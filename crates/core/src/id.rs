//! Strongly-typed identifiers used across the domain.
//!
//! Both identifiers are generated by the relational store (auto-increment keys),
//! so there is no `new()` constructor here; values always come from a row or
//! from caller input.

use core::str::FromStr;
use serde::{Deserialize, Serialize};

use crate::error::DomainError;

/// Identifier of a user row.
#[derive(Debug, Copy, Clone, PartialEq, Eq, PartialOrd, Ord, Hash, Serialize, Deserialize)]
#[serde(transparent)]
pub struct UserId(i64);

/// Identifier of a user type row.
#[derive(Debug, Copy, Clone, PartialEq, Eq, PartialOrd, Ord, Hash, Serialize, Deserialize)]
#[serde(transparent)]
pub struct UserTypeId(i64);

macro_rules! impl_int_newtype {
    ($t:ty, $name:literal) => {
        impl $t {
            pub const fn from_i64(value: i64) -> Self {
                Self(value)
            }

            pub const fn as_i64(&self) -> i64 {
                self.0
            }
        }

        impl core::fmt::Display for $t {
            fn fmt(&self, f: &mut core::fmt::Formatter<'_>) -> core::fmt::Result {
                core::fmt::Display::fmt(&self.0, f)
            }
        }

        impl From<i64> for $t {
            fn from(value: i64) -> Self {
                Self(value)
            }
        }

        impl From<$t> for i64 {
            fn from(value: $t) -> Self {
                value.0
            }
        }

        impl FromStr for $t {
            type Err = DomainError;

            fn from_str(s: &str) -> Result<Self, Self::Err> {
                let value = s
                    .trim()
                    .parse::<i64>()
                    .map_err(|e| DomainError::invalid_id(format!("{}: {}", $name, e)))?;
                Ok(Self(value))
            }
        }
    };
}

impl_int_newtype!(UserId, "UserId");
impl_int_newtype!(UserTypeId, "UserTypeId");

▸ Work required
If a line in the records includes the string "identifiers", copy it.

▸ Answer section
//! Strongly-typed identifiers used across the domain.
//! Both identifiers are generated by the relational store (auto-increment keys),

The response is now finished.